Top of Supplied material

//! ManagerContext: the orchestrator-owned record of the run.
//!
//! Mutated only by the orchestrator at phase boundaries; everyone else sees
//! snapshots. Injected instructions accumulate between iterations and are
//! drained exactly once, at the top of the next one.

use chrono::{DateTime, Utc};
use std::collections::BTreeSet;

#[derive(Clone, Debug, serde::Serialize)]
pub struct ClarificationExchange {
    pub question: String,
    pub answer: String,
    pub ts: DateTime<Utc>,
}

#[derive(Clone, Debug, Default)]
pub struct ManagerContext {
    pub original_prompt: String,
    /// Derived: original prompt plus every instruction applied so far.
    pub effective_prompt: String,
    injected_instructions: Vec<String>,
    applied_instructions: Vec<String>,
    pub approved_plan: Option<String>,
    pub completed_iterations: u64,
    pub last_iteration_start: Option<DateTime<Utc>>,
    pub next_iteration_due: Option<DateTime<Utc>>,
    pub clarification_history: Vec<ClarificationExchange>,
    pub learnings: Vec<String>,
    pub previous_iteration_summary: Option<String>,
    seen_event_ids: BTreeSet<String>,
}

impl ManagerContext {
    pub fn new(prompt: impl Into<String>) -> Self {
        let prompt = prompt.into();
        Self {
            effective_prompt: prompt.clone(),
            original_prompt: prompt,
            ..Default::default()
        }
    }

    /// Queue an instruction for the next iteration boundary. Dedup is on by
    /// default: re-queuing a pending duplicate is a no-op.
    pub fn inject(&mut self, text: impl Into<String>) -> bool {
        let text = text.into();
        if self.injected_instructions.contains(&text) {
            return false;
        }
        self.injected_instructions.push(text);
        true
    }

    pub fn injected_instructions(&self) -> &[String] {
        &self.injected_instructions
    }

    /// Atomically move pending instructions into the effective prompt and
    /// the learnings, clearing the pending set. Runs at the top of every
    /// iteration, so each instruction is applied exactly once.
    pub fn drain_injected(&mut self) -> Vec<String> {
        let drained = std::mem::take(&mut self.injected_instructions);
        if drained.is_empty() {
            return drained;
        }
        for text in &drained {
            if !self.learnings.contains(text) {
                self.learnings.push(text.clone());
            }
            self.applied_instructions.push(text.clone());
        }
        self.rebuild_effective_prompt();
        drained
    }

    fn rebuild_effective_prompt(&mut self) {
        let mut prompt = self.original_prompt.clone();
        if !self.applied_instructions.is_empty() {
            prompt.push_str("\n\nAdditional standing instructions:\n");
            for instruction in &self.applied_instructions {
                prompt.push_str(&format!("- {}\n", instruction));
            }
        }
        self.effective_prompt = prompt.trim_end().to_string();
    }

    pub fn add_learnings(&mut self, learnings: &[String]) {
        for learning in learnings {
            if !self.learnings.contains(learning) {
                self.learnings.push(learning.clone());
            }
        }
    }

    pub fn record_clarification(&mut self, question: impl Into<String>, answer: impl Into<String>) {
        self.clarification_history.push(ClarificationExchange {
            question: question.into(),
            answer: answer.into(),
            ts: Utc::now(),
        });
    }

    /// Record a discovered event id; false when it was already seen (the
    /// scheduler logs a SkippedDuplicate for those).
    pub fn mark_event_seen(&mut self, event_id: &str) -> bool {
        if event_id.is_empty() {
            return true;
        }
        self.seen_event_ids.insert(event_id.to_string())
    }
}

#[cfg(test)]
mod tests {
    use super::*;

    #[test]
    fn inject_dedups_pending_instructions() {
        let mut context = ManagerContext::new("objective");
        assert!(context.inject("watch the repos"));
        assert!(!context.inject("watch the repos"));
        assert_eq!(context.injected_instructions().len(), 1);
    }

    #[test]
    fn drain_applies_exactly_once() {
        let mut context = ManagerContext::new("objective");
        context.inject("watch the repos");
        context.inject("ignore weekends");

        let drained = context.drain_injected();
        assert_eq!(drained.len(), 2);
        assert!(context.injected_instructions().is_empty());
        assert!(context.effective_prompt.starts_with("objective"));
        assert!(context.effective_prompt.contains("- watch the repos"));
        assert!(context.effective_prompt.contains("- ignore weekends"));
        assert_eq!(context.learnings.len(), 2);

        // A second drain with nothing pending changes nothing.
        let effective_before = context.effective_prompt.clone();
        assert!(context.drain_injected().is_empty());
        assert_eq!(context.effective_prompt, effective_before);
        assert_eq!(context.learnings.len(), 2);
    }

    #[test]
    fn instructions_accumulate_across_drains() {
        let mut context = ManagerContext::new("objective");
        context.inject("first");
        context.drain_injected();
        context.inject("second");
        context.drain_injected();
        assert!(context.effective_prompt.contains("- first"));
        assert!(context.effective_prompt.contains("- second"));
    }

    #[test]
    fn learnings_dedup() {
        let mut context = ManagerContext::new("objective");
        context.add_learnings(&["a".into(), "b".into()]);
        context.add_learnings(&["b".into(), "c".into()]);
        assert_eq!(context.learnings, vec!["a", "b", "c"]);
    }

    #[test]
    fn event_ids_are_seen_once() {
        let mut context = ManagerContext::new("objective");
        assert!(context.mark_event_seen("E1"));
        assert!(!context.mark_event_seen("E1"));
        assert!(context.mark_event_seen("E2"));
        // Events without ids are never treated as duplicates.
        assert!(context.mark_event_seen(""));
        assert!(context.mark_event_seen(""));
    }
}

Bottom of Supplied material

#### Problem statement
Set down the whole listing again. Keep every word as it is.

#### Your solution
//! ManagerContext: the orchestrator-owned record of the run.
//!
//! Mutated only by the orchestrator at phase boundaries; everyone else sees
//! snapshots. Injected instructions accumulate between iterations and are
//! drained exactly once, at the top of the next one.

use chrono::{DateTime, Utc};
use std::collections::BTreeSet;

#[derive(Clone, Debug, serde::Serialize)]
pub struct ClarificationExchange {
    pub question: String,
    pub answer: String,
    pub ts: DateTime<Utc>,
}

#[derive(Clone, Debug, Default)]
pub struct ManagerContext {
    pub original_prompt: String,
    /// Derived: original prompt plus every instruction applied so far.
    pub effective_prompt: String,
    injected_instructions: Vec<String>,
    applied_instructions: Vec<String>,
    pub approved_plan: Option<String>,
    pub completed_iterations: u64,
    pub last_iteration_start: Option<DateTime<Utc>>,
    pub next_iteration_due: Option<DateTime<Utc>>,
    pub clarification_history: Vec<ClarificationExchange>,
    pub learnings: Vec<String>,
    pub previous_iteration_summary: Option<String>,
    seen_event_ids: BTreeSet<String>,
}

impl ManagerContext {
    pub fn new(prompt: impl Into<String>) -> Self {
        let prompt = prompt.into();
        Self {
            effective_prompt: prompt.clone(),
            original_prompt: prompt,
            ..Default::default()
        }
    }

    /// Queue an instruction for the next iteration boundary. Dedup is on by
    /// default: re-queuing a pending duplicate is a no-op.
    pub fn inject(&mut self, text: impl Into<String>) -> bool {
        let text = text.into();
        if self.injected_instructions.contains(&text) {
            return false;
        }
        self.injected_instructions.push(text);
        true
    }

    pub fn injected_instructions(&self) -> &[String] {
        &self.injected_instructions
    }

    /// Atomically move pending instructions into the effective prompt and
    /// the learnings, clearing the pending set. Runs at the top of every
    /// iteration, so each instruction is applied exactly once.
    pub fn drain_injected(&mut self) -> Vec<String> {
        let drained = std::mem::take(&mut self.injected_instructions);
        if drained.is_empty() {
            return drained;
        }
        for text in &drained {
            if !self.learnings.contains(text) {
                self.learnings.push(text.clone());
            }
            self.applied_instructions.push(text.clone());
        }
        self.rebuild_effective_prompt();
        drained
    }

    fn rebuild_effective_prompt(&mut self) {
        let mut prompt = self.original_prompt.clone();
        if !self.applied_instructions.is_empty() {
            prompt.push_str("\n\nAdditional standing instructions:\n");
            for instruction in &self.applied_instructions {
                prompt.push_str(&format!("- {}\n", instruction));
            }
        }
        self.effective_prompt = prompt.trim_end().to_string();
    }

    pub fn add_learnings(&mut self, learnings: &[String]) {
        for learning in learnings {
            if !self.learnings.contains(learning) {
                self.learnings.push(learning.clone());
            }
        }
    }

    pub fn record_clarification(&mut self, question: impl Into<String>, answer: impl Into<String>) {
        self.clarification_history.push(ClarificationExchange {
            question: question.into(),
            answer: answer.into(),
            ts: Utc::now(),
        });
    }

    /// Record a discovered event id; false when it was already seen (the
    /// scheduler logs a SkippedDuplicate for those).
    pub fn mark_event_seen(&mut self, event_id: &str) -> bool {
        if event_id.is_empty() {
            return true;
        }
        self.seen_event_ids.insert(event_id.to_string())
    }
}

#[cfg(test)]
mod tests {
    use super::*;

    #[test]
    fn inject_dedups_pending_instructions() {
        let mut context = ManagerContext::new("objective");
        assert!(context.inject("watch the repos"));
        assert!(!context.inject("watch the repos"));
        assert_eq!(context.injected_instructions().len(), 1);
    }

    #[test]
    fn drain_applies_exactly_once() {
        let mut context = ManagerContext::new("objective");
        context.inject("watch the repos");
        context.inject("ignore weekends");

        let drained = context.drain_injected();
        assert_eq!(drained.len(), 2);
        assert!(context.injected_instructions().is_empty());
        assert!(context.effective_prompt.starts_with("objective"));
        assert!(context.effective_prompt.contains("- watch the repos"));
        assert!(context.effective_prompt.contains("- ignore weekends"));
        assert_eq!(context.learnings.len(), 2);

        // A second drain with nothing pending changes nothing.
        let effective_before = context.effective_prompt.clone();
        assert!(context.drain_injected().is_empty());
        assert_eq!(context.effective_prompt, effective_before);
        assert_eq!(context.learnings.len(), 2);
    }

    #[test]
    fn instructions_accumulate_across_drains() {
        let mut context = ManagerContext::new("objective");
        context.inject("first");
        context.drain_injected();
        context.inject("second");
        context.drain_injected();
        assert!(context.effective_prompt.contains("- first"));
        assert!(context.effective_prompt.contains("- second"));
    }

    #[test]
    fn learnings_dedup() {
        let mut context = ManagerContext::new("objective");
        context.add_learnings(&["a".into(), "b".into()]);
        context.add_learnings(&["b".into(), "c".into()]);
        assert_eq!(context.learnings, vec!["a", "b", "c"]);
    }

    #[test]
    fn event_ids_are_seen_once() {
        let mut context = ManagerContext::new("objective");
        assert!(context.mark_event_seen("E1"));
        assert!(!context.mark_event_seen("E1"));
        assert!(context.mark_event_seen("E2"));
        // Events without ids are never treated as duplicates.
        assert!(context.mark_event_seen(""));
        assert!(context.mark_event_seen(""));
    }
}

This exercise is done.